O mercado de trabalho brasileiro encerrou o primeiro trimestre de 2026 com sinais mistos, mas predominantemente positivos. Um deles, é o recorde histórico do salário médio do brasileiro, que atingiu a marca de R$ 3.722.
Esse valor representa uma valorização real de 5,5% em um ano e mantém o rendimento acima do patamar de R$ 3,7 mil pelo segundo trimestre consecutivo.
Já dados da Pesquisa Nacional por Amostra de Domicílios (Pnad) Contínua do IBGE, mostra que a taxa de desocupação subiu para 6,1% em março, um movimento sazonal esperado após o fechamento de vagas temporárias.
No entanto, o olhar de longo prazo revela uma vitória: este é o menor índice para o período desde 2012, representando uma queda de 0,9 ponto percentual frente ao ano passado.
Onde o mercado esfriou
A transição entre o final de 2025 e o início deste ano elevou o total de desocupados para 6,6 milhões, um salto de 19,6% no trimestre. As perdas foram sentidas em setores fundamentais para a dinâmica urbana.
A administração pública, junto com saúde e educação, liderou as baixas com 439 mil postos a menos. O comércio seguiu a tendência com o fechamento de 287 mil vagas, enquanto o serviço doméstico viu a saída de 148 mil trabalhadores.

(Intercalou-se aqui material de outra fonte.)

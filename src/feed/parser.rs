use feed_rs::model::Entry;
use feed_rs::parser;
use thiserror::Error;
use url::Url;

use super::html::{extract_html_items, resolve_link};
use crate::storage::{Metrics, SourceType};
use crate::util::{clean_text, MAX_DESCRIPTION_CHARS};

/// Titles longer than this are cut; feeds occasionally put whole posts there.
const MAX_TITLE_CHARS: usize = 300;

/// How a fetched body should be interpreted.
#[derive(Debug, Clone, Copy, PartialEq, Eq)]
pub enum FeedFormat {
    /// RSS 0.9x/1.0/2.0, Atom or JSON Feed
    Syndication,
    /// RSS with audio enclosures
    PodcastRss,
    /// A blog index page without a feed
    HtmlPage,
}

impl FeedFormat {
    pub fn for_source_type(source_type: SourceType) -> Self {
        match source_type {
            SourceType::Podcast => FeedFormat::PodcastRss,
            _ => FeedFormat::Syndication,
        }
    }
}

/// Why a body produced no entries at all.
#[derive(Debug, Clone, PartialEq, Eq, Error)]
pub enum ParseError {
    #[error("Malformed feed: {0}")]
    Malformed(String),
    #[error("Feed body is empty")]
    Empty,
}

/// One entry from a feed, normalized but not yet deduplicated.
///
/// `title` and `link` are never both empty.
#[derive(Debug, Clone, PartialEq, Default)]
pub struct CandidateItem {
    pub title: String,
    pub link: Option<String>,
    /// Unix seconds
    pub published_at: Option<i64>,
    pub author: Option<String>,
    pub description: Option<String>,
    pub enclosure_url: Option<String>,
    pub metrics: Metrics,
}

/// The result of parsing one body.
#[derive(Debug)]
pub struct ParsedFeed {
    body: ParsedBody,
    error: Option<ParseError>,
}

#[derive(Debug)]
enum ParsedBody {
    Entries {
        entries: Vec<Entry>,
        podcast: bool,
        base: Option<Url>,
    },
    Extracted {
        items: Vec<CandidateItem>,
        skipped: usize,
    },
    Nothing,
}

impl ParsedFeed {
    fn failed(error: ParseError) -> Self {
        Self {
            body: ParsedBody::Nothing,
            error: Some(error),
        }
    }

    /// Lazily converts entries into candidates, skipping unusable ones.
    pub fn items(&self) -> Candidates<'_> {
        let inner = match &self.body {
            ParsedBody::Entries {
                entries,
                podcast,
                base,
            } => CandidateSource::Entries {
                iter: entries.iter(),
                podcast: *podcast,
                base: base.as_ref(),
            },
            ParsedBody::Extracted { items, .. } => CandidateSource::Extracted(items.iter()),
            ParsedBody::Nothing => CandidateSource::Empty,
        };
        let skipped = match &self.body {
            ParsedBody::Extracted { skipped, .. } => *skipped,
            _ => 0,
        };
        Candidates { inner, skipped }
    }

    /// Number of raw entries (feed items or HTML blocks), usable or not.
    pub fn entry_count(&self) -> usize {
        match &self.body {
            ParsedBody::Entries { entries, .. } => entries.len(),
            ParsedBody::Extracted { items, skipped } => items.len() + skipped,
            ParsedBody::Nothing => 0,
        }
    }

    pub fn error(&self) -> Option<&ParseError> {
        self.error.as_ref()
    }

    pub fn is_html(&self) -> bool {
        matches!(self.body, ParsedBody::Extracted { .. })
    }
}

/// Iterator returned by [`ParsedFeed::items`].
pub struct Candidates<'a> {
    inner: CandidateSource<'a>,
    skipped: usize,
}

enum CandidateSource<'a> {
    Entries {
        iter: std::slice::Iter<'a, Entry>,
        podcast: bool,
        base: Option<&'a Url>,
    },
    Extracted(std::slice::Iter<'a, CandidateItem>),
    Empty,
}

impl Candidates<'_> {
    /// Entries dropped so far for having neither title nor link.
    pub fn skipped(&self) -> usize {
        self.skipped
    }
}

impl Iterator for Candidates<'_> {
    type Item = CandidateItem;

    fn next(&mut self) -> Option<CandidateItem> {
        match &mut self.inner {
            CandidateSource::Entries {
                iter,
                podcast,
                base,
            } => {
                for entry in iter.by_ref() {
                    match entry_to_candidate(entry, *podcast, *base) {
                        Some(item) => return Some(item),
                        None => self.skipped += 1,
                    }
                }
                None
            }
            CandidateSource::Extracted(iter) => iter.next().cloned(),
            CandidateSource::Empty => None,
        }
    }
}

/// Parse a fetched body.
///
/// A body that looks like an HTML document is handed to the HTML extractor
/// whatever `format` says. `base_url` resolves relative links.
/// Never fails: a body that cannot be read yields an empty [`ParsedFeed`]
/// whose [`ParsedFeed::error`] says why.
pub fn parse_feed(bytes: &[u8], format: FeedFormat, base_url: Option<&Url>) -> ParsedFeed {
    if bytes.iter().all(u8::is_ascii_whitespace) {
        return ParsedFeed::failed(ParseError::Empty);
    }

    if format == FeedFormat::HtmlPage || looks_like_html(bytes) {
        let html = String::from_utf8_lossy(bytes);
        let (items, skipped) = extract_html_items(&html, base_url);
        return ParsedFeed {
            body: ParsedBody::Extracted { items, skipped },
            error: None,
        };
    }

    match parser::parse(bytes) {
        Ok(feed) => ParsedFeed {
            body: ParsedBody::Entries {
                entries: feed.entries,
                podcast: format == FeedFormat::PodcastRss,
                base: base_url.cloned(),
            },
            error: None,
        },
        Err(e) => ParsedFeed::failed(ParseError::Malformed(e.to_string())),
    }
}

/// Sniff the first bytes for an HTML document rather than XML/JSON.
fn looks_like_html(bytes: &[u8]) -> bool {
    let head = &bytes[..bytes.len().min(1024)];
    let head = String::from_utf8_lossy(head).to_ascii_lowercase();
    let head = head.trim_start_matches('\u{feff}').trim_start();

    if head.starts_with("<!doctype html") || head.starts_with("<html") {
        return true;
    }
    head.contains("<html") && !(head.contains("<rss") || head.contains("<feed") || head.contains("<rdf"))
}

fn entry_to_candidate(entry: &Entry, podcast: bool, base: Option<&Url>) -> Option<CandidateItem> {
    let title = entry
        .title
        .as_ref()
        .map(|t| clean_text(&t.content, MAX_TITLE_CHARS))
        .unwrap_or_default();
    let link = select_entry_link(entry).map(|href| resolve_link(&href, base));

    if title.is_empty() && link.is_none() {
        return None;
    }

    let published_at = entry.published.or(entry.updated).map(|dt| dt.timestamp());
    let author = entry
        .authors
        .iter()
        .map(|p| p.name.trim())
        .find(|name| !name.is_empty())
        .map(str::to_owned);
    let description = entry
        .summary
        .as_ref()
        .map(|s| s.content.as_str())
        .or_else(|| entry.content.as_ref().and_then(|c| c.body.as_deref()))
        .map(|raw| clean_text(raw, MAX_DESCRIPTION_CHARS))
        .filter(|d| !d.is_empty());

    let mut metrics = Metrics::new();
    let enclosure_url = if podcast {
        select_audio_enclosure(entry, &mut metrics)
    } else {
        None
    };

    Some(CandidateItem {
        title,
        link,
        published_at,
        author,
        description,
        enclosure_url,
        metrics,
    })
}

/// First non-empty link, preferring `alternate` (or unlabelled) ones over
/// enclosures and self links.
fn select_entry_link(entry: &Entry) -> Option<String> {
    let usable = || entry.links.iter().filter(|l| !l.href.trim().is_empty());

    usable()
        .find(|l| {
            l.rel
                .as_deref()
                .map_or(true, |rel| rel.is_empty() || rel.eq_ignore_ascii_case("alternate"))
        })
        .or_else(|| usable().next())
        .map(|l| l.href.trim().to_owned())
}
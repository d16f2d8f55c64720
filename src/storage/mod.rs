mod content;
mod schema;
mod sources;
mod store;
mod summaries;
mod types;

pub use schema::Database;
pub use store::ContentStore;
pub use types::{
    ContentItem, DatabaseError, Metrics, NewContent, NewSource, NewSummary, Source,
    SourceMetadata, SourceType, Summary, DEFAULT_UPDATE_INTERVAL,
};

Hoje no Brasil, segundo a pesquisa, 39,2 milhões de pessoas trabalham com carteira assinada. Enquanto 38,1 milhões ainda vivem na informalidade.
O fim do desalento
Um dado que salta aos olhos no relatório do IBGE é a queda drástica no número de pessoas que haviam desistido de procurar uma oportunidade. O total de desalentados despencou 15,9% em um ano, somando agora 2,7 milhões de brasileiros.